There is much to say about it, actually, but one notable point is that Stoppard, distinguished playwright and screenplay maestro (Anna Karenina, Shakespeare in Love) lost the plot. Can’t hardly blame him. The four novels go hither and thither in time and tone, as does this five-part, HBO/BBC series. At times it is deeply serious, a grave meditation on honour, and then there are scenes of camp comedy that leave you gobsmacked and giggling.

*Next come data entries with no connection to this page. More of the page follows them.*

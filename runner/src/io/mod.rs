//! Side-effecting operations: filesystem reads and process execution.

pub mod config;
pub mod executor;
pub mod process;
pub mod project;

It is also important to note that it has the most compelling female character on TV in ages. She’s scintillating and a very, very bad woman. By “bad” I mean that in the context of the story, she’s toxic – married to a nice man but keeps running away with other chaps and then saying the most haughtily sarcastic things. This is a woman who will shiver your timbers.

She’s Sylvia (Rebecca Hall), who is married to the main man in the story, Christopher Tietjens (Benedict Cumberbatch), a rich Tory, a genius government statistician and a drip. When things open, Tietjens is about to marry Sylvia, against the advice of his pals. It turns out that, upon marriage, Sylvia is already knocked up, and Tietjens isn’t sure if he’s the father. He has had coitus with her. This is established by a flashback to their first meeting, on a train. Before you can say, “Ride a cock-horse to Charing Cross/ To see a young lady jump on a white horse/ with rings on her fingers and bells on her toes,” Sylvia is straddling Tietjens. Thing is, she’s been with other chaps, too.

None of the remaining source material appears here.